**EXERCISE**
What you return must be the lines of the data that hold the word "tokio".

**MATERIAL FOR THE TASK**
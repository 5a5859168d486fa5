//! Display-unit conversion for raw sensor values.
//!
//! Conversions are display transforms only: no clamping, no validation.
//! Negative or out-of-range readings are converted as-is.

use std::str::FromStr;

use serde::{Deserialize, Serialize};
use utoipa::ToSchema;

use crate::models::SensorKind;

/// Gas concentration that maps to 1.00 on the percentage scale.
pub const GAS_FULL_SCALE_PPM: f64 = 10_000.0;

#[derive(Debug, Clone, Copy, Default, PartialEq, Eq, Serialize, Deserialize, ToSchema)]
#[serde(rename_all = "snake_case")]
pub enum TemperatureUnit {
    #[default]
    Celsius,
    Fahrenheit,
}

#[derive(Debug, Clone, Copy, Default, PartialEq, Eq, Serialize, Deserialize, ToSchema)]
#[serde(rename_all = "snake_case")]
pub enum GasUnit {
    #[default]
    Ppm,
    Percentage,
}

/// Moisture has a single display unit.
#[derive(Debug, Clone, Copy, Default, PartialEq, Eq, Serialize, Deserialize, ToSchema)]
#[serde(rename_all = "snake_case")]
pub enum MoistureUnit {
    #[default]
    RelativeHumidity,
}

impl FromStr for TemperatureUnit {
    type Err = anyhow::Error;

    fn from_str(s: &str) -> anyhow::Result<Self> {
        match s.to_ascii_lowercase().as_str() {
            "celsius" | "c" => Ok(Self::Celsius),
            "fahrenheit" | "f" => Ok(Self::Fahrenheit),
            other => Err(anyhow::anyhow!("unknown temperature unit: {other:?}")),
        }
    }
}

impl FromStr for GasUnit {
    type Err = anyhow::Error;

    fn from_str(s: &str) -> anyhow::Result<Self> {
        match s.to_ascii_lowercase().as_str() {
            "ppm" => Ok(Self::Ppm),
            "percentage" | "percent" => Ok(Self::Percentage),
            other => Err(anyhow::anyhow!("unknown gas unit: {other:?}")),
        }
    }
}

/// The per-kind display unit choice, as held by the user settings.
#[derive(Debug, Clone, Copy, Default, PartialEq, Eq)]
pub struct UnitPreferences {
    pub temperature: TemperatureUnit,
    pub gas: GasUnit,
    pub moisture: MoistureUnit,
}

/// Convert a raw reading of `kind` into the display unit chosen in `prefs`,
/// rounded to two decimals.
pub fn convert(raw: f64, kind: SensorKind, prefs: &UnitPreferences) -> f64 {
    let value = match kind {
        SensorKind::Temperature => temperature(raw, prefs.temperature),
        SensorKind::Gas => gas(raw, prefs.gas),
        SensorKind::Moisture => raw,
    };
    round2(value)
}

/// Unit symbol shown next to a converted value.
pub fn symbol(kind: SensorKind, prefs: &UnitPreferences) -> &'static str {
    match kind {
        SensorKind::Temperature => match prefs.temperature {
            TemperatureUnit::Celsius => "°C",
            TemperatureUnit::Fahrenheit => "°F",
        },
        SensorKind::Gas => match prefs.gas {
            GasUnit::Ppm => "ppm",
            GasUnit::Percentage => "%",
        },
        SensorKind::Moisture => "%",
    }
}

fn temperature(celsius: f64, unit: TemperatureUnit) -> f64 {
    match unit {
        TemperatureUnit::Celsius => celsius,
        TemperatureUnit::Fahrenheit => celsius * 1.8 + 32.0,
    }
}

fn gas(ppm: f64, unit: GasUnit) -> f64 {
    match unit {
        GasUnit::Ppm => ppm,
        GasUnit::Percentage => ppm / GAS_FULL_SCALE_PPM,
    }
}

/// Values too large to scale are already whole at two decimals.
#[inline]
fn round2(v: f64) -> f64 {
    let scaled = v * 100.0;
    if scaled.is_finite() {
        scaled.round() / 100.0
    } else {
        v
    }
}

#[cfg(test)]
mod tests {
    use super::*;

    fn prefs(temperature: TemperatureUnit, gas: GasUnit) -> UnitPreferences {
        UnitPreferences {
            temperature,
            gas,
            moisture: MoistureUnit::RelativeHumidity,
        }
    }

    #[test]
    fn celsius_is_identity_rounded() {
        let p = prefs(TemperatureUnit::Celsius, GasUnit::Ppm);
        assert_eq!(convert(21.456, SensorKind::Temperature, &p), 21.46);
        assert_eq!(convert(-3.0, SensorKind::Temperature, &p), -3.0);
    }

    #[test]
    fn fahrenheit_conversion() {
        let p = prefs(TemperatureUnit::Fahrenheit, GasUnit::Ppm);
        assert_eq!(convert(0.0, SensorKind::Temperature, &p), 32.0);
        assert_eq!(convert(100.0, SensorKind::Temperature, &p), 212.0);
        assert_eq!(convert(-40.0, SensorKind::Temperature, &p), -40.0);
        assert_eq!(convert(21.5, SensorKind::Temperature, &p), 70.7);
    }

    #[test]
    fn fahrenheit_inverts_within_rounding() {
        let p = prefs(TemperatureUnit::Fahrenheit, GasUnit::Ppm);
        let mut t = -50.0;
        while t <= 80.0 {
            let f = convert(t, SensorKind::Temperature, &p);
            let back = (f - 32.0) * 5.0 / 9.0;
            assert!((back - t).abs() <= 0.01, "t={t} f={f} back={back}");
            t += 0.37;
        }
    }

    #[test]
    fn gas_percentage_uses_full_scale() {
        let p = prefs(TemperatureUnit::Celsius, GasUnit::Percentage);
        assert_eq!(convert(10_000.0, SensorKind::Gas, &p), 1.00);
        assert_eq!(convert(8_000.0, SensorKind::Gas, &p), 0.80);
        assert_eq!(convert(500.0, SensorKind::Gas, &p), 0.05);
    }

    #[test]
    fn gas_ppm_is_identity() {
        let p = prefs(TemperatureUnit::Celsius, GasUnit::Ppm);
        assert_eq!(convert(812.346, SensorKind::Gas, &p), 812.35);
    }

    #[test]
    fn moisture_ignores_other_preferences() {
        let p = prefs(TemperatureUnit::Fahrenheit, GasUnit::Percentage);
        assert_eq!(convert(80.0, SensorKind::Moisture, &p), 80.0);
    }

    #[test]
    fn out_of_range_values_are_not_clamped() {
        let p = prefs(TemperatureUnit::Celsius, GasUnit::Percentage);
        assert_eq!(convert(-500.0, SensorKind::Gas, &p), -0.05);
        assert_eq!(convert(250.0, SensorKind::Moisture, &p), 250.0);
    }

    #[test]
    fn huge_finite_values_stay_finite() {
        let metric = prefs(TemperatureUnit::Celsius, GasUnit::Ppm);
        let other = prefs(TemperatureUnit::Fahrenheit, GasUnit::Percentage);

        assert_eq!(convert(1e307, SensorKind::Moisture, &metric), 1e307);
        assert_eq!(convert(-1e307, SensorKind::Temperature, &metric), -1e307);
        assert_eq!(convert(f64::MAX, SensorKind::Gas, &metric), f64::MAX);
        assert!(convert(1e307, SensorKind::Temperature, &other).is_finite());
        assert!(convert(f64::MAX, SensorKind::Gas, &other).is_finite());
    }

    #[test]
    fn symbols_follow_preferences() {
        let metric = prefs(TemperatureUnit::Celsius, GasUnit::Ppm);
        let other = prefs(TemperatureUnit::Fahrenheit, GasUnit::Percentage);
        assert_eq!(symbol(SensorKind::Temperature, &metric), "°C");
        assert_eq!(symbol(SensorKind::Temperature, &other), "°F");
        assert_eq!(symbol(SensorKind::Gas, &metric), "ppm");
        assert_eq!(symbol(SensorKind::Gas, &other), "%");
        assert_eq!(symbol(SensorKind::Moisture, &metric), "%");
    }

    #[test]
    fn unit_parsing_is_case_insensitive() {
        assert_eq!("Fahrenheit".parse::<TemperatureUnit>().unwrap(), TemperatureUnit::Fahrenheit);
        assert_eq!("PPM".parse::<GasUnit>().unwrap(), GasUnit::Ppm);
        assert_eq!("Percentage".parse::<GasUnit>().unwrap(), GasUnit::Percentage);
        assert!("kelvin".parse::<TemperatureUnit>().is_err());
    }
}
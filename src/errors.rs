use thiserror::Error;

/// A live feed could not deliver snapshots.
///
/// Feeds stop after reporting one of these; re-subscribing is the caller's call.
#[derive(Debug, Clone, Error, PartialEq)]
pub enum FeedError {
    #[error("unknown channel: {0}")]
    UnknownChannel(String),

    #[error("feed transport failed for {path}: {message}")]
    Transport { path: String, message: String },

    #[error("store returned HTTP {status} for {path}")]
    Status { path: String, status: u16 },

    #[error("failed to decode document {path}: {message}")]
    Decode { path: String, message: String },

    #[error("feed fault on {path}: {message}")]
    Injected { path: String, message: String },
}

/// A write was rejected or never reached the store.
#[derive(Debug, Clone, Error, PartialEq)]
pub enum WriteError {
    #[error("unknown channel: {0}")]
    UnknownChannel(String),

    #[error("document not found: {0}")]
    NotFound(String),

    #[error("permission denied writing {0}")]
    PermissionDenied(String),

    #[error("store rejected write to {path} with HTTP {status}: {message}")]
    Rejected {
        path: String,
        status: u16,
        message: String,
    },

    #[error("write transport failed for {path}: {message}")]
    Transport { path: String, message: String },

    #[error("failed to encode write for {path}: {message}")]
    Encode { path: String, message: String },
}
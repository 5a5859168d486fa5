use anyhow::Result;
use tokio::{net::TcpListener, signal};
use tracing::info;
use tracing_subscriber::{fmt, prelude::*, EnvFilter};

use vermimometer::{
    actuators::{ActuatorBoard, STATUS_FIELD},
    api::{self, AppState},
    config::{Config, StoreBackend},
    reading_history::HistoryBuffer,
    sensors::SensorService,
    settings::{Settings, SettingsStore},
    store::{actuator_path, FieldValue, Fields, FirestoreClient, MemoryStore, Store},
    subscriptions::SubscriptionManager,
};

#[tokio::main]
async fn main() -> Result<()> {
    // Load .env (ignore error if file absent; env vars may be set externally)
    let _ = dotenvy::dotenv();

    tracing_subscriber::registry()
        .with(fmt::layer())
        .with(EnvFilter::from_default_env())
        .init();

    let config = Config::from_env()?;

    let store = match &config.store {
        StoreBackend::Firestore(firestore) => {
            info!(project = %firestore.project_id, database = %firestore.database, "Using Firestore store");
            Store::Firestore(FirestoreClient::new(firestore))
        }
        StoreBackend::Memory => {
            info!("Using in-memory store");
            let memory = MemoryStore::new();
            // Writes only merge into existing documents.
            for id in &config.channels.actuators {
                memory.put(
                    &actuator_path(id),
                    Fields::from([(STATUS_FIELD.to_owned(), FieldValue::Bool(false))]),
                );
            }
            Store::Memory(memory)
        }
    };

    let history = HistoryBuffer::new();
    let board = ActuatorBoard::new();
    let settings = SettingsStore::new(Settings {
        temperature_unit: config.temperature_unit,
        gas_unit: config.gas_unit,
        ..Settings::default()
    });

    let sensors = SensorService::new(store.clone(), history.clone(), config.archive_readings);
    let subscriptions = SubscriptionManager::new(
        store.clone(),
        config.channels.clone(),
        sensors,
        board.clone(),
    );

    // Every channel stays subscribed until the server has shut down.
    let mut scope = subscriptions.scope();
    scope.subscribe_all()?;
    info!(
        sensors = config.channels.sensors.len(),
        actuators = config.channels.actuators.len(),
        "Live feeds open"
    );

    let state = AppState::new(
        store,
        config.channels.clone(),
        history,
        board,
        settings,
        config.thresholds,
    );

    let addr = format!("{}:{}", config.server_host, config.server_port);
    let listener = TcpListener::bind(&addr).await?;
    info!(addr = %addr, "HTTP server listening");

    axum::serve(listener, api::router(state))
        .with_graceful_shutdown(shutdown_signal())
        .await?;

    drop(scope);
    info!("Live feeds closed");

    Ok(())
}

async fn shutdown_signal() {
    let ctrl_c = async {
        signal::ctrl_c().await.expect("failed to install Ctrl+C handler");
    };

    #[cfg(unix)]
    let terminate = async {
        signal::unix::signal(signal::unix::SignalKind::terminate())
            .expect("failed to install SIGTERM handler")
            .recv()
            .await;
    };

    #[cfg(not(unix))]
    let terminate = std::future::pending::<()>();

    tokio::select! {
        _ = ctrl_c => {},
        _ = terminate => {},
    }

    info!("Shutdown signal received");
}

**WRITTEN RESPONSE**
use tokio::{net::TcpListener, signal};
#[tokio::main]
    tokio::select! {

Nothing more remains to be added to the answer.